== Segment start ==

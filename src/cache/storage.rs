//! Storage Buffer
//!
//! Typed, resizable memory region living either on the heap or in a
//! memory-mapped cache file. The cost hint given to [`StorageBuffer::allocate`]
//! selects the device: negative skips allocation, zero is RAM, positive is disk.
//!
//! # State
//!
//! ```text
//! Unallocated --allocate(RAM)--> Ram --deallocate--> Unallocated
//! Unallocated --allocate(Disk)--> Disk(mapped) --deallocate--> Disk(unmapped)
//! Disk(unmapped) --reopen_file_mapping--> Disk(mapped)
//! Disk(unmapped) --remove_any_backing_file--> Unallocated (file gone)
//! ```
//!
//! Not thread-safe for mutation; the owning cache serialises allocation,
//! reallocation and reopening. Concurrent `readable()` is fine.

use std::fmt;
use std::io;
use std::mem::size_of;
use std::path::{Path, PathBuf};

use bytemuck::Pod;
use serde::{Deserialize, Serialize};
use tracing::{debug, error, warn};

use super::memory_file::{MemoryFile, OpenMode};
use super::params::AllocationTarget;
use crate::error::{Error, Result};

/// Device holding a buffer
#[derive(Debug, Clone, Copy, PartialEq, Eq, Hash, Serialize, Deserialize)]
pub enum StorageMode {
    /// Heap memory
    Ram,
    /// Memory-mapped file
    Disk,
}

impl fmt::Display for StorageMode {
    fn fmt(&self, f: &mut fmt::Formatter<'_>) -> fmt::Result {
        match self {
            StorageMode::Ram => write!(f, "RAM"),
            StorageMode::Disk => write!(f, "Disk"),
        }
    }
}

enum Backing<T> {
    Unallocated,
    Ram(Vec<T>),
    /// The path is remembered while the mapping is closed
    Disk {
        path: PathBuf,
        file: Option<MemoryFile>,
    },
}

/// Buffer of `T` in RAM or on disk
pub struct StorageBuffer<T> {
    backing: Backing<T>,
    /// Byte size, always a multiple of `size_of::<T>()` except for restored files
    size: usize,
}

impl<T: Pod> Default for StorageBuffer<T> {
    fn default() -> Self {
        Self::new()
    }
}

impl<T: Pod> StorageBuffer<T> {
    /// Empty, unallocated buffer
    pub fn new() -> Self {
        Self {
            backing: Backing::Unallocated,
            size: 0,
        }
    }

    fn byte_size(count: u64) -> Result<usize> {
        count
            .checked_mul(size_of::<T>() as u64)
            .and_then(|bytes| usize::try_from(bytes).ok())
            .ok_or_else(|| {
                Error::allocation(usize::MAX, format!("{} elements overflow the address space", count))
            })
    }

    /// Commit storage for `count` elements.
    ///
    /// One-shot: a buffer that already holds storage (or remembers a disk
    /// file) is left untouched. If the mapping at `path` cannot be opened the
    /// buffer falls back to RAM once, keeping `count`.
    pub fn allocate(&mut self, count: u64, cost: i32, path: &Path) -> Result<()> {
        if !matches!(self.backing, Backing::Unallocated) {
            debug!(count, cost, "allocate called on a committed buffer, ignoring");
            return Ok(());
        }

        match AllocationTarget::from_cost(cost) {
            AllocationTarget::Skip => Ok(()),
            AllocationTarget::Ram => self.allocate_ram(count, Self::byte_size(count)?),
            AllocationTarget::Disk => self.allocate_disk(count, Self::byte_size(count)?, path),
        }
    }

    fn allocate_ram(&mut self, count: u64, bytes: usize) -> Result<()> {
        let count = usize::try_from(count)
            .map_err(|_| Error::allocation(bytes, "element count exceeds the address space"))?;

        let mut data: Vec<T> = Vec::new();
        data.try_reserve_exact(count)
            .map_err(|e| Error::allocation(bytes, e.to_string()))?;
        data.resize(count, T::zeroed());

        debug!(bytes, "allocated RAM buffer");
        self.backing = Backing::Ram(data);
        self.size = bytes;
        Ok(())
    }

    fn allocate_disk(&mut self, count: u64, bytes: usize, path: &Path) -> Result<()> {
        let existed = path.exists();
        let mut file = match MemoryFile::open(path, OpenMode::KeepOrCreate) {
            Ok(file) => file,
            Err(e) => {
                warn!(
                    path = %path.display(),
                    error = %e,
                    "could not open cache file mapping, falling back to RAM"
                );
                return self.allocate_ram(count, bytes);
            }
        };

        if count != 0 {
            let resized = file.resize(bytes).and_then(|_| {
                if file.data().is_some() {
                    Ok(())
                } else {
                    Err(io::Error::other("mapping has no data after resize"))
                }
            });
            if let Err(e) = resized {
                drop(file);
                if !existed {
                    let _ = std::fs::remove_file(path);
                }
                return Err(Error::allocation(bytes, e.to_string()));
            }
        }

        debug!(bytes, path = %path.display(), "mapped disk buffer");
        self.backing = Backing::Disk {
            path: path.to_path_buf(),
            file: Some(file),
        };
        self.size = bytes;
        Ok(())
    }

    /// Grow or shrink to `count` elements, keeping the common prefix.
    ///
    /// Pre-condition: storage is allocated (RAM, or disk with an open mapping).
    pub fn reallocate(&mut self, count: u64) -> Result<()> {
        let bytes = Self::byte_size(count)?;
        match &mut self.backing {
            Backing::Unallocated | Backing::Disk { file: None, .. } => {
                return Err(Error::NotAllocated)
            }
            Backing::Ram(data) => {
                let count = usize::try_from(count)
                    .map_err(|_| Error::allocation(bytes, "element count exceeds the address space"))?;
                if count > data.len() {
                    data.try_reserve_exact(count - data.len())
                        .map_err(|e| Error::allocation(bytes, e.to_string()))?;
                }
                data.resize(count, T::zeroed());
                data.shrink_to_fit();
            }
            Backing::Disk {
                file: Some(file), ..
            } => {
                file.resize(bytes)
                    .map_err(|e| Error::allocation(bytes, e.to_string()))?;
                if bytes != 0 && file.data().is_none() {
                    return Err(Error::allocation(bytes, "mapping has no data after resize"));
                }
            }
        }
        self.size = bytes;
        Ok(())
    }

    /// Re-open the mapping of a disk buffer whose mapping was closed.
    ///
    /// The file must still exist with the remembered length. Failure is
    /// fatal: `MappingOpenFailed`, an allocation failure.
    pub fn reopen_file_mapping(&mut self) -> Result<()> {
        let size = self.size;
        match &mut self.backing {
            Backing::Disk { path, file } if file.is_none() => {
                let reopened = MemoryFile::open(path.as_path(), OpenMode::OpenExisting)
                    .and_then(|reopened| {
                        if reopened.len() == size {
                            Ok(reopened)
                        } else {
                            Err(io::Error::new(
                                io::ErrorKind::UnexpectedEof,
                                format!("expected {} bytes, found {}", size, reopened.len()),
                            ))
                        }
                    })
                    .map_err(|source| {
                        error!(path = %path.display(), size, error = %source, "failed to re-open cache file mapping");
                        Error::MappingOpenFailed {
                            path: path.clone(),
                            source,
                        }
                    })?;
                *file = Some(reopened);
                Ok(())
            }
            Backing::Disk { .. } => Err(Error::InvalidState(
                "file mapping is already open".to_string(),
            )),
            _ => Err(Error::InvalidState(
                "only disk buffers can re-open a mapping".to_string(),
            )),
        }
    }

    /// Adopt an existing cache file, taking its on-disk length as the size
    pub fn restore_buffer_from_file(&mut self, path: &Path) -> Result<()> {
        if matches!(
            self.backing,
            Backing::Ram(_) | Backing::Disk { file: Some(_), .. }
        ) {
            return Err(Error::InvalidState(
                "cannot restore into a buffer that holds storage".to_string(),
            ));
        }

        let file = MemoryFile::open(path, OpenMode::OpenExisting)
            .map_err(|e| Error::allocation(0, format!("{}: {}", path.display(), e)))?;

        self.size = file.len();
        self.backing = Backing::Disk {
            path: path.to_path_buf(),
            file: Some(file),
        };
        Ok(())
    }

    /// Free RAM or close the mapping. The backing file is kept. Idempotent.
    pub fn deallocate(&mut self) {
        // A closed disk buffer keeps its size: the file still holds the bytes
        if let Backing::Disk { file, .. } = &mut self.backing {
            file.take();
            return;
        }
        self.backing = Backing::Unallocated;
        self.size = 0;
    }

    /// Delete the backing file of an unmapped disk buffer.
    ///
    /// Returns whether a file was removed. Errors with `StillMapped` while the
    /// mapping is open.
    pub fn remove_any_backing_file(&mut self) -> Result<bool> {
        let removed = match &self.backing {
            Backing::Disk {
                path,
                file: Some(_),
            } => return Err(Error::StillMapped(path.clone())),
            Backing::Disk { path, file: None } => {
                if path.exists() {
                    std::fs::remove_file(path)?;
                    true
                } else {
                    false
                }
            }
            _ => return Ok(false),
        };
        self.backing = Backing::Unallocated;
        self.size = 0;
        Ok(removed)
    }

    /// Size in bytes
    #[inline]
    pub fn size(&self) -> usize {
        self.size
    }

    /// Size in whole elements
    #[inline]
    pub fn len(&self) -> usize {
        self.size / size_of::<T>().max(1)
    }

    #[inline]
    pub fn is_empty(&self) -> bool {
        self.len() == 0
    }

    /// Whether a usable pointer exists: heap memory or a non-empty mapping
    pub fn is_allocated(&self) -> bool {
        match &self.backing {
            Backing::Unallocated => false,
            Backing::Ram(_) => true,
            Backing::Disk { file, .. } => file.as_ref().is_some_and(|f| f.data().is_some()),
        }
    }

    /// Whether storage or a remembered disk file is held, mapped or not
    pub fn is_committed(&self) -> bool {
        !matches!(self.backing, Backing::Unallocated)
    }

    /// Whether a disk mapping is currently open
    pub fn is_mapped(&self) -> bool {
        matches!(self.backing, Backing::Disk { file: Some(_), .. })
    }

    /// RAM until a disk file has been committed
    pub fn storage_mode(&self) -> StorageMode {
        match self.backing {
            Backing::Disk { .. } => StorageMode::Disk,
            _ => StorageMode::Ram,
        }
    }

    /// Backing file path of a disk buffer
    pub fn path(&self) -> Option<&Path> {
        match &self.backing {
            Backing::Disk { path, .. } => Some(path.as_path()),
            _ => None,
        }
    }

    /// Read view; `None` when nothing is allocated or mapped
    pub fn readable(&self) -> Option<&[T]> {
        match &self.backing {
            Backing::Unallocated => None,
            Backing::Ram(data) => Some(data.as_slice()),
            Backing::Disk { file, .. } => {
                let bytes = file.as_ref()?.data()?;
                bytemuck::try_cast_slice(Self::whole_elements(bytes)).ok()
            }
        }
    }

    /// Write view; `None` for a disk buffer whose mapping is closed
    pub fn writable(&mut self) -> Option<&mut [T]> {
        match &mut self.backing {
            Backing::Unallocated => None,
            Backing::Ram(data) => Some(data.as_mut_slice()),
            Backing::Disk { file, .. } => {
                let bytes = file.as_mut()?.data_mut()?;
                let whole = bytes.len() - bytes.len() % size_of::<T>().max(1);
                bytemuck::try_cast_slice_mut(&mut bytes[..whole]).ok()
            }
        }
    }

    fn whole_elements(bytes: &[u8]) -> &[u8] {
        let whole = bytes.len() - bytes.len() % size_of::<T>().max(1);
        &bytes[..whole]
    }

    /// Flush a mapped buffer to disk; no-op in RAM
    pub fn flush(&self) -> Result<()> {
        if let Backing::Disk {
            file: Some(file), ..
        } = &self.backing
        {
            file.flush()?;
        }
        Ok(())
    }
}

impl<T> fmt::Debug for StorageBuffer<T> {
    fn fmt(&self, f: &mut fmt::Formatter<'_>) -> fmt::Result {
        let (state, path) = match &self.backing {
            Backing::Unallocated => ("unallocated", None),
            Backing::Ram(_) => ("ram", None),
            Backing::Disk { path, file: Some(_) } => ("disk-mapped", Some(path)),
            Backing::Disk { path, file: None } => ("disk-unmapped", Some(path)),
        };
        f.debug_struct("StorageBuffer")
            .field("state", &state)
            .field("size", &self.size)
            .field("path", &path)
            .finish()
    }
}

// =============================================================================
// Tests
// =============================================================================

== Segment end ==
== Segment start ==

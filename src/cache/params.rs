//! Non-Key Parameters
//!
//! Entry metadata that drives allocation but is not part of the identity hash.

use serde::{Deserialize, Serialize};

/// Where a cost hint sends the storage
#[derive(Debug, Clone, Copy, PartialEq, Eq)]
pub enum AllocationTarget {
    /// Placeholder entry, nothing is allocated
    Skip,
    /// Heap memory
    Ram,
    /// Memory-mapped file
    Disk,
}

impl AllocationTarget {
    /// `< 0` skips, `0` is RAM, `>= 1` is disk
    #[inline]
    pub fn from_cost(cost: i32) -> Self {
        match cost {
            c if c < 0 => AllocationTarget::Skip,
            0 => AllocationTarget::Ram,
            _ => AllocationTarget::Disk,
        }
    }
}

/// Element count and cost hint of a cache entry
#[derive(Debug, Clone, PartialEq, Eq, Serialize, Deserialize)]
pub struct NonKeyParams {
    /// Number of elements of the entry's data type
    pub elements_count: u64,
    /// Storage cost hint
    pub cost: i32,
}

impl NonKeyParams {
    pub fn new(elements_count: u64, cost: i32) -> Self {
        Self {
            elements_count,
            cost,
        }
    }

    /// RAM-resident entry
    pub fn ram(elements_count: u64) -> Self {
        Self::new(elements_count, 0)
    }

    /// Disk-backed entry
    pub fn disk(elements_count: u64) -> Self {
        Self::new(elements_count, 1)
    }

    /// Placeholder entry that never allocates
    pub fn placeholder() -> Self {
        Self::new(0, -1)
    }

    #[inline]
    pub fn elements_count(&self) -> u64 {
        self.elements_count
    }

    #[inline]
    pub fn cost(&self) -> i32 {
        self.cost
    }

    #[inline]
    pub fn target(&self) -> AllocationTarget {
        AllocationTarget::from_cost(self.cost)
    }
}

== Segment end ==
== Segment start ==

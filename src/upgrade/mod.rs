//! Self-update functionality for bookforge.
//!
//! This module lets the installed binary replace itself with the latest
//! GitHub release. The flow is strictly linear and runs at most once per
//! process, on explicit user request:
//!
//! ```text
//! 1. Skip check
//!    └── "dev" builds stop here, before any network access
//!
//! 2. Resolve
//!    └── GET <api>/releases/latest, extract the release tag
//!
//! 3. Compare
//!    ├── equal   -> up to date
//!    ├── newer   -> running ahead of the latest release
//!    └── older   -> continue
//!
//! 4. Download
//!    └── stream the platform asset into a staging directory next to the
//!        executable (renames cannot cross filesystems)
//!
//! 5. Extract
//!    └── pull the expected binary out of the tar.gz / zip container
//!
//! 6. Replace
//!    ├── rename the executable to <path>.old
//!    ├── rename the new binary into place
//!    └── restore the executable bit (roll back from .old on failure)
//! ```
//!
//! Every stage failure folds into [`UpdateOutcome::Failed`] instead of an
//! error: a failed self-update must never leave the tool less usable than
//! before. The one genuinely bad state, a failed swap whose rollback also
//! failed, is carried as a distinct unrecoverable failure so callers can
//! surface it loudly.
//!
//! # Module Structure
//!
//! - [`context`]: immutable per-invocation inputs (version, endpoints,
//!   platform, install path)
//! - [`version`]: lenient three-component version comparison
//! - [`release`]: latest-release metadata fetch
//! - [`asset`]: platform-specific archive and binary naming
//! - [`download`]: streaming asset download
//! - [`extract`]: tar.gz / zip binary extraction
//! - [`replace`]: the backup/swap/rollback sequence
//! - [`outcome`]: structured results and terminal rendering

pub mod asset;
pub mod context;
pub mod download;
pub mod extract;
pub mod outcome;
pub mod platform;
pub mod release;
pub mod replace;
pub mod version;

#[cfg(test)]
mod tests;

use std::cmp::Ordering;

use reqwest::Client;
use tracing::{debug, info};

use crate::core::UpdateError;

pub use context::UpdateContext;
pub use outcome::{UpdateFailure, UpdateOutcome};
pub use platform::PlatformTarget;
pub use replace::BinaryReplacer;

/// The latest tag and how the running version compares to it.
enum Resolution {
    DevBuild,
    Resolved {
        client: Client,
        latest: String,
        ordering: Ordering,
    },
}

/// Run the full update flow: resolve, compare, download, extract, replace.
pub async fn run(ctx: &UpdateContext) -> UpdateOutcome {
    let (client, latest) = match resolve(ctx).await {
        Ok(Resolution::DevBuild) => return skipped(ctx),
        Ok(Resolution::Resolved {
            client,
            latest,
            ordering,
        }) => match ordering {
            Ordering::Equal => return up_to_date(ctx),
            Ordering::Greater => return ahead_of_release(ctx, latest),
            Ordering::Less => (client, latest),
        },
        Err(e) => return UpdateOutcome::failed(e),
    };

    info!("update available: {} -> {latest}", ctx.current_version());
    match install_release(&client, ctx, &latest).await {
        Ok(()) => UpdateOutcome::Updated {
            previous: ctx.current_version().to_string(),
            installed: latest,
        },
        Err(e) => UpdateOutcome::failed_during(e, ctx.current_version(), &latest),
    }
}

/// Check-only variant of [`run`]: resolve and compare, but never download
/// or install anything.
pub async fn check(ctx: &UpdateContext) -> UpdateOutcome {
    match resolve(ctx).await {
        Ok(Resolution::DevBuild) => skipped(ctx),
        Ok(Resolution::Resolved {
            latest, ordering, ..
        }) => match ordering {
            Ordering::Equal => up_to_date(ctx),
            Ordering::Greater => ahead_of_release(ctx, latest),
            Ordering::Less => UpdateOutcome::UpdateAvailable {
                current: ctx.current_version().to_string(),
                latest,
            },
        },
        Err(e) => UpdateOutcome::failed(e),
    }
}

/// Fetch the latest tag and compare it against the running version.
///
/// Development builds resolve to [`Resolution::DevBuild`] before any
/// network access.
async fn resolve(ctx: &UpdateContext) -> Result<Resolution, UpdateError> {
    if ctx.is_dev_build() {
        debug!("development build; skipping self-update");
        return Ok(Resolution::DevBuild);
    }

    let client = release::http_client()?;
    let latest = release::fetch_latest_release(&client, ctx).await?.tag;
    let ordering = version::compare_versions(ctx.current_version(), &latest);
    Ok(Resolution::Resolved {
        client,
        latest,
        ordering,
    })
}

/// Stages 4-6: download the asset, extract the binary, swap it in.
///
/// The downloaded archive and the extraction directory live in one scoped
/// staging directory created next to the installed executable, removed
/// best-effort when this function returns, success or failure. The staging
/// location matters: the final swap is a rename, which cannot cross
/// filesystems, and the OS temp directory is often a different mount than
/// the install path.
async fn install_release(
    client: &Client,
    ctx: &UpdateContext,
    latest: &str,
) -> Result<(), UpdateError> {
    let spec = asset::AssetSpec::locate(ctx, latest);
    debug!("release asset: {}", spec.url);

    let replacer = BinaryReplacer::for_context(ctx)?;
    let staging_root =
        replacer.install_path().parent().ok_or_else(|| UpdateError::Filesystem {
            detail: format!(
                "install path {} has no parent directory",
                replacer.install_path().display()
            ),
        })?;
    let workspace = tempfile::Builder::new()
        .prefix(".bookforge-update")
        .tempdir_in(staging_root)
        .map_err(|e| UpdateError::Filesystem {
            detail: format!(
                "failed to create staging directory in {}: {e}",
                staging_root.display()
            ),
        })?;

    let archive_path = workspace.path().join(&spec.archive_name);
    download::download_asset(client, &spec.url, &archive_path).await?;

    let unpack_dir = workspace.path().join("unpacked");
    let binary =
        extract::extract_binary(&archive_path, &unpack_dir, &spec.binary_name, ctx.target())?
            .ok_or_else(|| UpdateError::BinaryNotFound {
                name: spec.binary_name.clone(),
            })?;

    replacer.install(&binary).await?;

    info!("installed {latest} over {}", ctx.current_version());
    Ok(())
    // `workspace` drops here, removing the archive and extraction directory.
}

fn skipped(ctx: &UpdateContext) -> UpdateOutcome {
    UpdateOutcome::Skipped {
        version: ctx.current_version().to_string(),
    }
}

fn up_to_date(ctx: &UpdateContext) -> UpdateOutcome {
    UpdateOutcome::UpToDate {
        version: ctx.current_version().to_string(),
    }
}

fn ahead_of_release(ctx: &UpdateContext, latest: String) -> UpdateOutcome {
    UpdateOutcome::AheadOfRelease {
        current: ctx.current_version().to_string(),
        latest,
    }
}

== Segment end ==

▶ **Directions for this task**
Start with the line above that contains "filename src/cache/storage.rs" and end with the line that contains "use bytemuck::Pod;". Write out those lines exactly, and only those.

▶ **Reply to the exercise**
filename src/cache/storage.rs
//! Storage Buffer
//!
//! Typed, resizable memory region living either on the heap or in a
//! memory-mapped cache file. The cost hint given to [`StorageBuffer::allocate`]
//! selects the device: negative skips allocation, zero is RAM, positive is disk.
//!
//! # State
//!
//! ```text
//! Unallocated --allocate(RAM)--> Ram --deallocate--> Unallocated
//! Unallocated --allocate(Disk)--> Disk(mapped) --deallocate--> Disk(unmapped)
//! Disk(unmapped) --reopen_file_mapping--> Disk(mapped)
//! Disk(unmapped) --remove_any_backing_file--> Unallocated (file gone)
//! ```
//!
//! Not thread-safe for mutation; the owning cache serialises allocation,
//! reallocation and reopening. Concurrent `readable()` is fine.

use std::fmt;
use std::io;
use std::mem::size_of;
use std::path::{Path, PathBuf};

use bytemuck::Pod;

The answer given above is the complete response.